» What to do
Return every line from the one with "filename journal-stats/benches/stats_bench.rs" through the one with "Performance stats ─────────────────────────────────────────────", inclusive, exactly as it appears below.
(Data in this exercise Opens)
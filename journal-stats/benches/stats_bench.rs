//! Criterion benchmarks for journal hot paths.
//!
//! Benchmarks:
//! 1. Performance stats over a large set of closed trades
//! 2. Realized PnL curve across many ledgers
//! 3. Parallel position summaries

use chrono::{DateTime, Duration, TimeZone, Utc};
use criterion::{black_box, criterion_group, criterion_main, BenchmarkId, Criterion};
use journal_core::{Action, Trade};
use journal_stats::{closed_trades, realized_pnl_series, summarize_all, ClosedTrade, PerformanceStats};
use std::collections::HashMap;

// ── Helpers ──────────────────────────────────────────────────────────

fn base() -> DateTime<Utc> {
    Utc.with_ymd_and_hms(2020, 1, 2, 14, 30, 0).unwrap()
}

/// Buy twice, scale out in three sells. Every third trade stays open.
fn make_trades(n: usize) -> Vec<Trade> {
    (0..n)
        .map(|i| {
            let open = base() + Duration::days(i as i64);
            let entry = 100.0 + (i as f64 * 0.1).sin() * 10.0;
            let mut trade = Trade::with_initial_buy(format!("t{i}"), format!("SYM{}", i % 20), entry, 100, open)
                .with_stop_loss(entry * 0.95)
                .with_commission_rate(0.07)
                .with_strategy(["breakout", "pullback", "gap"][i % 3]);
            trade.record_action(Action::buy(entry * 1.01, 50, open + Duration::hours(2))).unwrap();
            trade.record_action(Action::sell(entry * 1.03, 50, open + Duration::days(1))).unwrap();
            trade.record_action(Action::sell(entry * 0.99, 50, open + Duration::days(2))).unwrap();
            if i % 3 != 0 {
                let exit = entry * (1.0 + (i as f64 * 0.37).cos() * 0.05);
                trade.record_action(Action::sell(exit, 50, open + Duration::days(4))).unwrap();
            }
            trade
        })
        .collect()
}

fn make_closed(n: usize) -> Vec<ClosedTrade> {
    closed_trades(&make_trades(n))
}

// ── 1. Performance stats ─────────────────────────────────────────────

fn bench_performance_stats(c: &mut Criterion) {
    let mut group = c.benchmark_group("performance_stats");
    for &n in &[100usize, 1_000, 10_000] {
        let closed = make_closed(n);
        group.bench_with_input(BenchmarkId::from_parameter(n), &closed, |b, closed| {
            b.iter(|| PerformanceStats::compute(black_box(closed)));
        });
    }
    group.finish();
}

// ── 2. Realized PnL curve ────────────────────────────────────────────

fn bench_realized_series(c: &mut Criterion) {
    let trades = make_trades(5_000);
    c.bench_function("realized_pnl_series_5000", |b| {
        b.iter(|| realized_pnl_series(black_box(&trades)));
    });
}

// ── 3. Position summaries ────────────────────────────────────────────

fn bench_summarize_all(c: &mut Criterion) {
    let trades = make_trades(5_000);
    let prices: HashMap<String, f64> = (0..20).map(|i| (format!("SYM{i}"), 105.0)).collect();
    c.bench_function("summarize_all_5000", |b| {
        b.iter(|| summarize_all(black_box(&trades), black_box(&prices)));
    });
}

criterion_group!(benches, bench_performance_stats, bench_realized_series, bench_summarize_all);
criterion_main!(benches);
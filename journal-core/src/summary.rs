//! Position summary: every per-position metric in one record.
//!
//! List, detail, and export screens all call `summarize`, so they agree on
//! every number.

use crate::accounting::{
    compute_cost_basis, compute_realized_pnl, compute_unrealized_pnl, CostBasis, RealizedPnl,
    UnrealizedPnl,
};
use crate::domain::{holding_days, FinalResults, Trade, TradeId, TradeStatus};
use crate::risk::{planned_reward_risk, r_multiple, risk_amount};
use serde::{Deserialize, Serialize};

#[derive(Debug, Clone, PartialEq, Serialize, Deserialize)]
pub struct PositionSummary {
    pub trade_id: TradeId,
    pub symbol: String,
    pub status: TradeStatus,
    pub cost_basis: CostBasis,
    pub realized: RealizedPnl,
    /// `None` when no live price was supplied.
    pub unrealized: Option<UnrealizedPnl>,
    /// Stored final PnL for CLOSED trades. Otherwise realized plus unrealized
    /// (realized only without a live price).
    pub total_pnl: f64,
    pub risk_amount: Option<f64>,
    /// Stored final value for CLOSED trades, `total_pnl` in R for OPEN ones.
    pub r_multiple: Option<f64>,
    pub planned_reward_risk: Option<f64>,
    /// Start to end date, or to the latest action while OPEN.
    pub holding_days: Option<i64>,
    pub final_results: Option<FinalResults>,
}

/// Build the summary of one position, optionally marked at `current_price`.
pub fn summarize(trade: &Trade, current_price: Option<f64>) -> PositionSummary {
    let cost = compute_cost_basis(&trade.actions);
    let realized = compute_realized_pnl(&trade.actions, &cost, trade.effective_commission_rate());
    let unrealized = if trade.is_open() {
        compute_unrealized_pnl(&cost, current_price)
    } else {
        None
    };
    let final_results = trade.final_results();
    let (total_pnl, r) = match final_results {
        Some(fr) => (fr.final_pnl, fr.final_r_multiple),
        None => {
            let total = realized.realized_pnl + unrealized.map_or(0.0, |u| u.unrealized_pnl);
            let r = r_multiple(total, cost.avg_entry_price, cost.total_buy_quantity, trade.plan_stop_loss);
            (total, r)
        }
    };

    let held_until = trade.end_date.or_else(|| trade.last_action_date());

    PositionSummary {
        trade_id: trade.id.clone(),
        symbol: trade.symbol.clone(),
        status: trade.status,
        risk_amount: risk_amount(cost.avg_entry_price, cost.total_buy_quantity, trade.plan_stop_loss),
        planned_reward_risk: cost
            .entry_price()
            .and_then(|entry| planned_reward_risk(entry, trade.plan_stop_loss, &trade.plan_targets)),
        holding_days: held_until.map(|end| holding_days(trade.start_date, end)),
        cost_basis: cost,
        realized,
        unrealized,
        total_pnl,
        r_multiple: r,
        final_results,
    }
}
(Data in this exercise Closes)
(Data in this exercise Opens)
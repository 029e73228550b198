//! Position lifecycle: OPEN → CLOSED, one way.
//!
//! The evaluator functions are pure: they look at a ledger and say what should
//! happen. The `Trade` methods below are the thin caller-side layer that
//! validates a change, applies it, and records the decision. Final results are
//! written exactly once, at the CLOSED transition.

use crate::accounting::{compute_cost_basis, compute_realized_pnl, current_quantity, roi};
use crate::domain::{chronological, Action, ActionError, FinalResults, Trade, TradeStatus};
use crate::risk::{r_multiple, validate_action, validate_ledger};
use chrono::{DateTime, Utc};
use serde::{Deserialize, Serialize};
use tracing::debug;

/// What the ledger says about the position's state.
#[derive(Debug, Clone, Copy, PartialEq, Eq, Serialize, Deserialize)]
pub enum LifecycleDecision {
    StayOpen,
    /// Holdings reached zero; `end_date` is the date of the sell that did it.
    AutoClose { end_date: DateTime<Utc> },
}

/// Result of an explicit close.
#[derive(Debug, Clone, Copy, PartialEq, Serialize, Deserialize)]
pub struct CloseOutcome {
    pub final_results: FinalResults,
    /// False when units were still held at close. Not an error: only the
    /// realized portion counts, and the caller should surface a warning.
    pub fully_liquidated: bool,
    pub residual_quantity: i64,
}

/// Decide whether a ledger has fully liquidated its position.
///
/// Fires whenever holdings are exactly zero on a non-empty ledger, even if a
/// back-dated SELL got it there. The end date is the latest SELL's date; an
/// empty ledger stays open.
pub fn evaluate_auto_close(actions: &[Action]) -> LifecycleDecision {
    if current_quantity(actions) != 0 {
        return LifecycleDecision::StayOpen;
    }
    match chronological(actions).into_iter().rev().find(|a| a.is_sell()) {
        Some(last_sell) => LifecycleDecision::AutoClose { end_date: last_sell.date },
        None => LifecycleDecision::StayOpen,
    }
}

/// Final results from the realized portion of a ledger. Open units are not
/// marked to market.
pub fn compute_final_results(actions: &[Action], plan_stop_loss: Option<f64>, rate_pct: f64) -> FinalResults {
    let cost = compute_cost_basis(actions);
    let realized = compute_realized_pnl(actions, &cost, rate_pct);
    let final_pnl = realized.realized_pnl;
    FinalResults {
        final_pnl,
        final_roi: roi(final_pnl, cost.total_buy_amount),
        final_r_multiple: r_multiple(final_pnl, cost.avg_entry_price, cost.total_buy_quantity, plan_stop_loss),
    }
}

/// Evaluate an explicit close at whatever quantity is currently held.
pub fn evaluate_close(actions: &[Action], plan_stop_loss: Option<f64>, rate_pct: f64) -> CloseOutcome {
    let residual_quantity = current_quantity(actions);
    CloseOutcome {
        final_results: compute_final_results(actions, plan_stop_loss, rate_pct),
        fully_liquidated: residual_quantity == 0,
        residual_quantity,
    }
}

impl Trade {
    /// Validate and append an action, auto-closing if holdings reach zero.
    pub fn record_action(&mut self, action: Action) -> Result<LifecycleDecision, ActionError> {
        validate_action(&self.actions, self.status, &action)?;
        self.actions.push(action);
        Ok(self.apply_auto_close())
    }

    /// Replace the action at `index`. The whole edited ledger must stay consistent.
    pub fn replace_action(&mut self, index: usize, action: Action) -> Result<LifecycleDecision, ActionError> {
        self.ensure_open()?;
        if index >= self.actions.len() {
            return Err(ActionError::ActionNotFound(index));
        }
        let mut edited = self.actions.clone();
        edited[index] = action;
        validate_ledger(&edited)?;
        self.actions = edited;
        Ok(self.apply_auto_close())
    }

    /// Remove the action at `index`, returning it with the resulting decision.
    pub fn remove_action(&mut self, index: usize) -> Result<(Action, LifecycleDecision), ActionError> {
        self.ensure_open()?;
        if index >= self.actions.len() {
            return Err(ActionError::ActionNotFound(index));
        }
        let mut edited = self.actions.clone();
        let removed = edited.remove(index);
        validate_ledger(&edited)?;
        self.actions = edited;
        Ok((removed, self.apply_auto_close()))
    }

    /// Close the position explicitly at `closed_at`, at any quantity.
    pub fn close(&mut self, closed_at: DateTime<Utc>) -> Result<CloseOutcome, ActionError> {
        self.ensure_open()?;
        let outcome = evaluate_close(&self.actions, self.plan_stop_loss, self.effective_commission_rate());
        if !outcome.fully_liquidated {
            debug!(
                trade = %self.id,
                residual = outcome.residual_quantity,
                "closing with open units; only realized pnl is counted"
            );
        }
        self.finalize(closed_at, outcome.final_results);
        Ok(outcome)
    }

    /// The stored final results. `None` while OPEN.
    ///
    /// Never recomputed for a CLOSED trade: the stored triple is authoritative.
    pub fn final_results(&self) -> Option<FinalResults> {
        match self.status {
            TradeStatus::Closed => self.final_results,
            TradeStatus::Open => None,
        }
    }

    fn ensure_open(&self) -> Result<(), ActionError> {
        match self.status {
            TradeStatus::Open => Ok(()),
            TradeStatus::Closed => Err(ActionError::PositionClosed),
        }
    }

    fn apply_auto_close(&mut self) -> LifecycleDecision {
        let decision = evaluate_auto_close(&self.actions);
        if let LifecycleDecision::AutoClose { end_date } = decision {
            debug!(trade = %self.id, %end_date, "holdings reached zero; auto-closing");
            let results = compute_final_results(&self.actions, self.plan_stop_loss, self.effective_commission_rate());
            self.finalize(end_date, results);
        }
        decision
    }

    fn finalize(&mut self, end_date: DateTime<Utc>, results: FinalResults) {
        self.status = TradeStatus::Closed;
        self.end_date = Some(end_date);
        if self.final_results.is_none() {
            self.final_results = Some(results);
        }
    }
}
(Data in this exercise Closes)
(Data in this exercise Opens)
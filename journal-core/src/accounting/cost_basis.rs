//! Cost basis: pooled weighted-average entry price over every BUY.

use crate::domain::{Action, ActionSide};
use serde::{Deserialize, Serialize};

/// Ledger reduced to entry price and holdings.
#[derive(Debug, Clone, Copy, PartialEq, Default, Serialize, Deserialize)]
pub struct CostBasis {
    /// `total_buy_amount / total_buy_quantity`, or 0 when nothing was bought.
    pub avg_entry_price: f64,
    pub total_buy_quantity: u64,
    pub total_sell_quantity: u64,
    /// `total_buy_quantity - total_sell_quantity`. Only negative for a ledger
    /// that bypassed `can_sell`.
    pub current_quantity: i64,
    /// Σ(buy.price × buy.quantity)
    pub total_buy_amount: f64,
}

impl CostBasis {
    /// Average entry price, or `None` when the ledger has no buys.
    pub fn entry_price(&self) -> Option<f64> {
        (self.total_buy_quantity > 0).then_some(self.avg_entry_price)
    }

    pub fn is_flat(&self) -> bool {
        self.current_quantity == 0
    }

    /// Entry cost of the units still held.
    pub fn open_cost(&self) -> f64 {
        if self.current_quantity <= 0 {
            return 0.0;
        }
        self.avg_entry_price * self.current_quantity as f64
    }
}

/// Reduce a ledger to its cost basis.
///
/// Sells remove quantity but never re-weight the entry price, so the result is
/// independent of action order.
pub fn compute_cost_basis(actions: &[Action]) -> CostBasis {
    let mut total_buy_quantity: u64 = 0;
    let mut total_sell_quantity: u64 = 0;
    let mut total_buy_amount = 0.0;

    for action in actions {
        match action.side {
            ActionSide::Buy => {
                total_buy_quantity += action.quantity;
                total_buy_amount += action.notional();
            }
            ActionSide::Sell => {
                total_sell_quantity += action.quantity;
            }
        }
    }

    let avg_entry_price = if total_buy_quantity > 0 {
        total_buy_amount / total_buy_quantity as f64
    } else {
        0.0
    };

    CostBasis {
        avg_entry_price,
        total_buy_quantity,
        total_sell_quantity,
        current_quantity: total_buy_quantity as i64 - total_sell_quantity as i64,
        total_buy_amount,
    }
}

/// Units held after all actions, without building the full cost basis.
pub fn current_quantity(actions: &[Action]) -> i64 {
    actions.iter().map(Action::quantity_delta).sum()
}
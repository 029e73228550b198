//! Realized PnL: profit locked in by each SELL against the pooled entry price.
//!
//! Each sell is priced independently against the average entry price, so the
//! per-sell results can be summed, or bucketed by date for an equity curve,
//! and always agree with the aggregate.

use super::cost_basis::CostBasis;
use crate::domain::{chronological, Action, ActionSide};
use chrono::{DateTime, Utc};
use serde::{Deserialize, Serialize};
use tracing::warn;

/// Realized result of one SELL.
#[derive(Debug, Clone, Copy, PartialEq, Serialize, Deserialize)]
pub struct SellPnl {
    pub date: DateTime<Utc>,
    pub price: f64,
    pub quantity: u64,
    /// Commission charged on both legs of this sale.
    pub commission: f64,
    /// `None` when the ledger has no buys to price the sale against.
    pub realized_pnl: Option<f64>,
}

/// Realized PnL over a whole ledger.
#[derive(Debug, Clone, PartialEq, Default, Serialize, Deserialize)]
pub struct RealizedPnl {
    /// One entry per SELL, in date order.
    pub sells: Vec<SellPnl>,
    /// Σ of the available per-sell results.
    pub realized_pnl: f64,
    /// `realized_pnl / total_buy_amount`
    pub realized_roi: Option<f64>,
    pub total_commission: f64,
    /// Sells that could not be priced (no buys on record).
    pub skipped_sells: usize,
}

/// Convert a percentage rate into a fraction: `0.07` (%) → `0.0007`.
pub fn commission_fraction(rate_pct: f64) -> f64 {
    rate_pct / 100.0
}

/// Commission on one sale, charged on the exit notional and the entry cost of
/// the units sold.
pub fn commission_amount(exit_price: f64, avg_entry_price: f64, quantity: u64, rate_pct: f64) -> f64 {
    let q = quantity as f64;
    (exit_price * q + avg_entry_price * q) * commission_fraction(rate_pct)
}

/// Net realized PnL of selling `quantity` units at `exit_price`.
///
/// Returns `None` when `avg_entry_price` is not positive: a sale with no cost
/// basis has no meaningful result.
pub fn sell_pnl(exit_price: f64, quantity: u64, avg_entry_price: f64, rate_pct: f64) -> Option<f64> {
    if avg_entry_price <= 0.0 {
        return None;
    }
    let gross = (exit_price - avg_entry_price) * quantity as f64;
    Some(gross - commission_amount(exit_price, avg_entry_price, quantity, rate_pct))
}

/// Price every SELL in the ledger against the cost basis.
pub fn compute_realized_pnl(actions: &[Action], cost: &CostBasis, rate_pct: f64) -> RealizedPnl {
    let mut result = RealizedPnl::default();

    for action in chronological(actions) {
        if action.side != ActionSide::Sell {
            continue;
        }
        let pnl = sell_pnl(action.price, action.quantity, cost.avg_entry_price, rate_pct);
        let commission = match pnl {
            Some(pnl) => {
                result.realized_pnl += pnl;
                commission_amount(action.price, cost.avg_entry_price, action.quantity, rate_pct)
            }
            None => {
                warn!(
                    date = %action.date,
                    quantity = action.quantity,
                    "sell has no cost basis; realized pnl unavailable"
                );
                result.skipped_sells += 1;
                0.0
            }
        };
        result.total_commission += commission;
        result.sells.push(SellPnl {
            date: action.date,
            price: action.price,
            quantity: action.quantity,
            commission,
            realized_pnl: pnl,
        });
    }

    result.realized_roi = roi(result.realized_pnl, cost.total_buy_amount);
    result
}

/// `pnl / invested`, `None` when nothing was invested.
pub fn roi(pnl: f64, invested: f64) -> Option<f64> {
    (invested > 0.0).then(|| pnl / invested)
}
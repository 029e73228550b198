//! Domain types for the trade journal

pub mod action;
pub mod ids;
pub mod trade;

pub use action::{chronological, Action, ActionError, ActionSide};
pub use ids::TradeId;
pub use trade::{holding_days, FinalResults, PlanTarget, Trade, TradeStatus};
(Data in this exercise Closes)
» Written response
filename journal-stats/benches/stats_bench.rs
//! Criterion benchmarks for journal hot paths.
//!
//! Benchmarks:
//! 1. Performance stats over a large set of closed trades
//! 2. Realized PnL curve across many ledgers
//! 3. Parallel position summaries

use chrono::{DateTime, Duration, TimeZone, Utc};
use criterion::{black_box, criterion_group, criterion_main, BenchmarkId, Criterion};
use journal_core::{Action, Trade};
use journal_stats::{closed_trades, realized_pnl_series, summarize_all, ClosedTrade, PerformanceStats};
use std::collections::HashMap;

// ── Helpers ──────────────────────────────────────────────────────────

fn base() -> DateTime<Utc> {
    Utc.with_ymd_and_hms(2020, 1, 2, 14, 30, 0).unwrap()
}

/// Buy twice, scale out in three sells. Every third trade stays open.
fn make_trades(n: usize) -> Vec<Trade> {
    (0..n)
        .map(|i| {
            let open = base() + Duration::days(i as i64);
            let entry = 100.0 + (i as f64 * 0.1).sin() * 10.0;
            let mut trade = Trade::with_initial_buy(format!("t{i}"), format!("SYM{}", i % 20), entry, 100, open)
                .with_stop_loss(entry * 0.95)
                .with_commission_rate(0.07)
                .with_strategy(["breakout", "pullback", "gap"][i % 3]);
            trade.record_action(Action::buy(entry * 1.01, 50, open + Duration::hours(2))).unwrap();
            trade.record_action(Action::sell(entry * 1.03, 50, open + Duration::days(1))).unwrap();
            trade.record_action(Action::sell(entry * 0.99, 50, open + Duration::days(2))).unwrap();
            if i % 3 != 0 {
                let exit = entry * (1.0 + (i as f64 * 0.37).cos() * 0.05);
                trade.record_action(Action::sell(exit, 50, open + Duration::days(4))).unwrap();
            }
            trade
        })
        .collect()
}

fn make_closed(n: usize) -> Vec<ClosedTrade> {
    closed_trades(&make_trades(n))
}

// ── 1. Performance stats ─────────────────────────────────────────────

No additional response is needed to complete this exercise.